Georgy Kalatozishvili, Tbilisi. Exclusively to Vestnik Kavkaza
Tbilisi State Court delivered its verdict on the case of breaking up the opposition rally on May 26th, 2011, when 4 people were killed. The main and the only accused person was the former Interior Minister, Vano Merabishvili. His lawyers built their defense on an idea that it was impossible to sentence the minister for an order to break up a rally (which actually violated laws, as it took place on Rustaveli Avenue where a parade devoted to the Independence Day should have taken place), if no certain policemen who beat people violently were brought to account.
However, it is not beneficial for the authorities to judge common policemen: the ruling coalition may also need force, and if an ordinary policeman is punished, his colleagues will think twice before fulfilling an order. After a long trial, Judge Khatuna Kharchilova sentenced Merabishvili to prison for six years. According to the amnesty of 2012, the term was reduced to 4.5 years. However, the former minister risks spending much more time behind bars. The point is that he has already been sentenced to five years in prison for using budget money for election campaign of Mikhail Saakashvili’s party – the United National Movement. According to Georgian laws, verdicts on two different cases can “overlap”, when a longer term of imprisonment absorbs a shorter term; moreover, they can be summed up, i.e. a convict can spend a sum of terms in prison, which were delivered by different judges on different cases.
The lawyer of the former minister, Georgy Chiviashvili, told Vestnik Kavkaza that if the judge doesn’t make a decision on “overlapping” of verdicts, Vano Merabishvili will have to stay in prison for 9.5 years. 10-15 years more may be added to this term. The former minister, one of the closes supporters of the former president is accused of protection of murders of a young banker Sandro Girgvilani, falsification of evidence on the death of the late prime minister Zurab Zhvania, and other crimes. Thus, Merabishvili’s term may grow up to 20-25 years.

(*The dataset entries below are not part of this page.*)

// src/core/filter.rs
use crate::error::QueryError;
use crate::models::{Note, Value};
use std::borrow::Cow;
use std::cmp::Ordering;
use std::fmt;

#[derive(Debug, Clone, Copy, PartialEq, Eq)]
pub enum Operator {
    Eq,
    Ne,
    Lt,
    Le,
    Gt,
    Ge,
    /// `key?`: the attribute is set, whatever its value.
    Present,
}

impl Operator {
    const fn is_range(self) -> bool {
        matches!(self, Self::Lt | Self::Le | Self::Gt | Self::Ge)
    }

    const fn symbol(self) -> &'static str {
        match self {
            Self::Eq => "=",
            Self::Ne => "!=",
            Self::Lt => "<",
            Self::Le => "<=",
            Self::Gt => ">",
            Self::Ge => ">=",
            Self::Present => "?",
        }
    }
}

/// One attribute test such as `status=draft` or `rating>=3`.
#[derive(Debug, Clone, PartialEq)]
pub struct Predicate {
    pub key: String,
    pub operator: Operator,
    /// Absent for [`Operator::Present`].
    pub value: Option<Value>,
}

/// A boolean expression over note attributes.
#[derive(Debug, Clone, PartialEq)]
pub enum Filter {
    Predicate(Predicate),
    Not(Box<Filter>),
    /// Matches when every operand matches; the empty conjunction matches every note.
    And(Vec<Filter>),
    Or(Vec<Filter>),
    /// Exactly one of the two operands matches.
    Xor(Box<Filter>, Box<Filter>),
}

impl Default for Filter {
    fn default() -> Self {
        Self::And(Vec::new())
    }
}

impl Filter {
    /// Parses one filter expression.
    ///
    /// ```text
    /// expr  := xor ("or" xor)*
    /// xor   := and ("xor" and)*
    /// and   := unary ("and" unary)*
    /// unary := "not" unary | "(" expr ")" | predicate
    /// ```
    ///
    /// `xor` binds tighter than `or` and looser than `and`, and groups to the left.
    ///
    /// # Errors
    ///
    /// Returns a [`QueryError`] describing the first syntax problem found.
    pub fn parse(input: &str) -> Result<Self, QueryError> {
        let tokens = lex(input)?;
        if tokens.is_empty() {
            return Err(QueryError::Empty);
        }
        let mut parser = Parser {
            input,
            tokens,
            pos: 0,
        };
        let filter = parser.expr()?;
        match parser.tokens.get(parser.pos) {
            None => Ok(filter),
            Some(Token::RParen) => Err(QueryError::UnbalancedParentheses(input.to_owned())),
            Some(token) => Err(QueryError::UnexpectedToken {
                input: input.to_owned(),
                token: token.to_string(),
            }),
        }
    }

    /// Parses several expressions that must all hold.
    ///
    /// # Errors
    ///
    /// Returns the error of the first expression that fails to parse.
    pub fn parse_all<S: AsRef<str>>(inputs: &[S]) -> Result<Self, QueryError> {
        inputs
            .iter()
            .map(|input| Self::parse(input.as_ref()))
            .collect::<Result<Vec<_>, _>>()
            .map(Self::And)
    }

    #[must_use]
    pub fn matches(&self, note: &Note) -> bool {
        match self {
            Self::Predicate(predicate) => predicate.matches(note),
            Self::Not(inner) => !inner.matches(note),
            Self::And(filters) => filters.iter().all(|f| f.matches(note)),
            Self::Or(filters) => filters.iter().any(|f| f.matches(note)),
            Self::Xor(left, right) => left.matches(note) ^ right.matches(note),
        }
    }
}

impl Predicate {
    #[must_use]
    pub fn matches(&self, note: &Note) -> bool {
        let attribute = attribute(note, &self.key);
        let Some(value) = &self.value else {
            return attribute.is_some();
        };

        match self.operator {
            Operator::Present => attribute.is_some(),
            Operator::Eq => attribute.is_some_and(|a| equals(&a, value)),
            Operator::Ne => !attribute.is_some_and(|a| equals(&a, value)),
            Operator::Lt | Operator::Le | Operator::Gt | Operator::Ge => {
                attribute.is_some_and(|a| self.in_range(&a, value))
            }
        }
    }

    fn in_range(&self, attribute: &Value, bound: &Value) -> bool {
        if let Value::List(items) = attribute {
            return items.iter().any(|item| self.in_range(item, bound));
        }
        let Some(ordering) = attribute.compare(bound) else {
            return false;
        };
        match self.operator {
            Operator::Lt => ordering == Ordering::Less,
            Operator::Le => ordering != Ordering::Greater,
            Operator::Gt => ordering == Ordering::Greater,
            Operator::Ge => ordering != Ordering::Less,
            Operator::Eq | Operator::Ne | Operator::Present => false,
        }
    }
}

/// Equality against a list operand means "any of"; against a list attribute, "contains".
fn equals(attribute: &Value, operand: &Value) -> bool {
    if attribute.matches(operand) {
        return true;
    }
    match operand {
        Value::List(options) => options.iter().any(|option| attribute.matches(option)),
        _ => false,
    }
}

/// Attribute lookup where `title` falls back to the derived title.
fn attribute<'a>(note: &'a Note, key: &str) -> Option<Cow<'a, Value>> {
    match note.metadata.get(key) {
        Some(value) => Some(Cow::Borrowed(value)),
        None if key == "title" => Some(Cow::Owned(Value::String(note.title.clone()))),
        None => None,
    }
}

#[derive(Debug, Clone, PartialEq)]
enum Token {
    LParen,
    RParen,
    And,
    Or,
    Xor,
    Not,
    Predicate(Predicate),
}

impl fmt::Display for Token {
    fn fmt(&self, f: &mut fmt::Formatter<'_>) -> fmt::Result {
        match self {
            Self::LParen => f.write_str("("),
            Self::RParen => f.write_str(")"),
            Self::And => f.write_str("and"),
            Self::Or => f.write_str("or"),
            Self::Xor => f.write_str("xor"),
            Self::Not => f.write_str("not"),
            Self::Predicate(p) => match &p.value {
                Some(value) => write!(f, "{}{}{value}", p.key, p.operator.symbol()),
                None => write!(f, "{}?", p.key),
            },
        }
    }
}

const OPERATOR_CHARS: &[char] = &['=', '!', '<', '>', '?'];

fn is_key_char(c: char) -> bool {
    !c.is_whitespace() && !OPERATOR_CHARS.contains(&c) && !matches!(c, '(' | ')' | '"' | '\'')
}

struct Lexer<'a> {
    input: &'a str,
    chars: Vec<(usize, char)>,
    pos: usize,
}

impl Lexer<'_> {
    fn peek(&self) -> Option<char> {
        self.chars.get(self.pos).map(|&(_, c)| c)
    }

    fn offset(&self) -> usize {
        self.chars.get(self.pos).map_or(self.input.len(), |&(i, _)| i)
    }

    fn skip_whitespace(&mut self) {
        while self.peek().is_some_and(char::is_whitespace) {
            self.pos += 1;
        }
    }

    fn take_while(&mut self, keep: impl Fn(char) -> bool) -> &str {
        let start = self.offset();
        while self.peek().is_some_and(&keep) {
            self.pos += 1;
        }
        &self.input[start..self.offset()]
    }

    fn operator(&mut self) -> Option<Operator> {
        let next = self.chars.get(self.pos + 1).map(|&(_, c)| c);
        let (operator, width) = match (self.peek()?, next) {
            ('!', Some('=')) => (Operator::Ne, 2),
            ('<', Some('=')) => (Operator::Le, 2),
            ('>', Some('=')) => (Operator::Ge, 2),
            ('=', Some('=')) => (Operator::Eq, 2),
            ('=', _) => (Operator::Eq, 1),
            ('<', _) => (Operator::Lt, 1),
            ('>', _) => (Operator::Gt, 1),
            ('?', _) => (Operator::Present, 1),
            _ => return None,
        };
        self.pos += width;
        Some(operator)
    }

    /// A quoted string, a bracketed list or a bare word.
    fn raw_value(&mut self) -> Result<&str, QueryError> {
        let start = self.offset();
        match self.peek() {
            Some(quote @ ('"' | '\'')) => {
                self.pos += 1;
                while let Some(c) = self.peek() {
                    self.pos += 1;
                    if c == quote {
                        return Ok(&self.input[start..self.offset()]);
                    }
                }
                Err(QueryError::UnterminatedQuote(self.input.to_owned()))
            }
            Some('[') => {
                let mut depth = 0usize;
                let mut quote = None;
                while let Some(c) = self.peek() {
                    self.pos += 1;
                    match (quote, c) {
                        (Some(q), c) if c == q => quote = None,
                        (Some(_), _) => {}
                        (None, '"' | '\'') => quote = Some(c),
                        (None, '[') => depth += 1,
                        (None, ']') => {
                            depth -= 1;
                            if depth == 0 {
                                return Ok(&self.input[start..self.offset()]);
                            }
                        }
                        (None, _) => {}
                    }
                }
                if quote.is_some() {
                    Err(QueryError::UnterminatedQuote(self.input.to_owned()))
                } else {
                    Err(QueryError::UnbalancedParentheses(self.input.to_owned()))
                }
            }
            _ => Ok(self.take_while(|c| !c.is_whitespace() && c != '(' && c != ')')),
        }
    }
}

fn lex(input: &str) -> Result<Vec<Token>, QueryError> {
    let mut lexer = Lexer {
        input,
        chars: input.char_indices().collect(),
        pos: 0,
    };
    let mut tokens = Vec::new();

    loop {
        lexer.skip_whitespace();
        let Some(c) = lexer.peek() else {
            return Ok(tokens);
        };
        match c {
            '(' => {
                lexer.pos += 1;
                tokens.push(Token::LParen);
                continue;
            }
            ')' => {
                lexer.pos += 1;
                tokens.push(Token::RParen);
                continue;
            }
            c if OPERATOR_CHARS.contains(&c) => {
                return Err(QueryError::MissingKey(input.to_owned()));
            }
            _ => {}
        }

        let key = lexer.take_while(is_key_char).to_owned();
        if key.is_empty() {
            // A stray quote where an attribute name belongs.
            return Err(QueryError::MissingKey(input.to_owned()));
        }
        lexer.skip_whitespace();

        let Some(operator) = lexer.operator() else {
            let keyword = match key.to_lowercase().as_str() {
                "and" => Token::And,
                "or" => Token::Or,
                "xor" => Token::Xor,
                "not" => Token::Not,
                _ => return Err(QueryError::MissingOperator(input.to_owned())),
            };
            tokens.push(keyword);
            continue;
        };

        if operator == Operator::Present {
            tokens.push(Token::Predicate(Predicate {
                key,
                operator,
                value: None,
            }));
            continue;
        }

        lexer.skip_whitespace();
        let raw = lexer.raw_value()?;
        if raw.is_empty() {
            return Err(QueryError::MissingValue(input.to_owned()));
        }
        let value = parse_value(input, raw)?;
        if operator.is_range() && value.is_list() {
            return Err(QueryError::RangeOverList(input.to_owned()));
        }
        tokens.push(Token::Predicate(Predicate {
            key,
            operator,
            value: Some(value),
        }));
    }
}

/// Reads an operand as a YAML literal, so `3` is a number, `true` a boolean and
/// `[a, b]` a list.
fn parse_value(input: &str, raw: &str) -> Result<Value, QueryError> {
    let yaml: serde_yaml_ng::Value =
        serde_yaml_ng::from_str(raw).map_err(|err| QueryError::InvalidValue {
            input: input.to_owned(),
            reason: err.to_string(),
        })?;
    Value::from_yaml(yaml).ok_or_else(|| QueryError::InvalidValue {
        input: input.to_owned(),
        reason: "mappings cannot be compared".to_owned(),
    })
}

struct Parser<'a> {
    input: &'a str,
    tokens: Vec<Token>,
    pos: usize,
}

impl Parser<'_> {
    fn eat(&mut self, expected: &Token) -> bool {
        if self.tokens.get(self.pos) == Some(expected) {
            self.pos += 1;
            true
        } else {
            false
        }
    }

    fn expr(&mut self) -> Result<Filter, QueryError> {
        let mut operands = vec![self.xor()?];
        while self.eat(&Token::Or) {
            operands.push(self.xor()?);
        }
        Ok(if operands.len() == 1 {
            operands.remove(0)
        } else {
            Filter::Or(operands)
        })
    }

    fn xor(&mut self) -> Result<Filter, QueryError> {
        let mut filter = self.and()?;
        while self.eat(&Token::Xor) {
            filter = Filter::Xor(Box::new(filter), Box::new(self.and()?));
        }
        Ok(filter)
    }

    fn and(&mut self) -> Result<Filter, QueryError> {
        let mut operands = vec![self.unary()?];
        while self.eat(&Token::And) {
            operands.push(self.unary()?);
        }
        Ok(if operands.len() == 1 {
            operands.remove(0)
        } else {
            Filter::And(operands)
        })
    }

    fn unary(&mut self) -> Result<Filter, QueryError> {
        let Some(token) = self.tokens.get(self.pos).cloned() else {
            return Err(QueryError::UnexpectedToken {
                input: self.input.to_owned(),
                token: "end of filter".to_owned(),
            });
        };
        self.pos += 1;
        match token {
            Token::Not => Ok(Filter::Not(Box::new(self.unary()?))),
            Token::LParen => {
                let inner = self.expr()?;
                if self.eat(&Token::RParen) {
                    Ok(inner)
                } else {
                    Err(QueryError::UnbalancedParentheses(self.input.to_owned()))
                }
            }
            Token::Predicate(predicate) => Ok(Filter::Predicate(predicate)),
            other => Err(QueryError::UnexpectedToken {
                input: self.input.to_owned(),
                token: other.to_string(),
            }),
        }
    }
}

This is how a career of one of the most powerful Georgian politicians of the recent past ended. He is an author of the famous police reform which caused interest in many post-Soviet countries, including Russia. Vano Merabishvili used to be called “a back of the statehood” in Georgia, without whom the country “would hardly survive.” However, it was six years ago in an absolutely different era.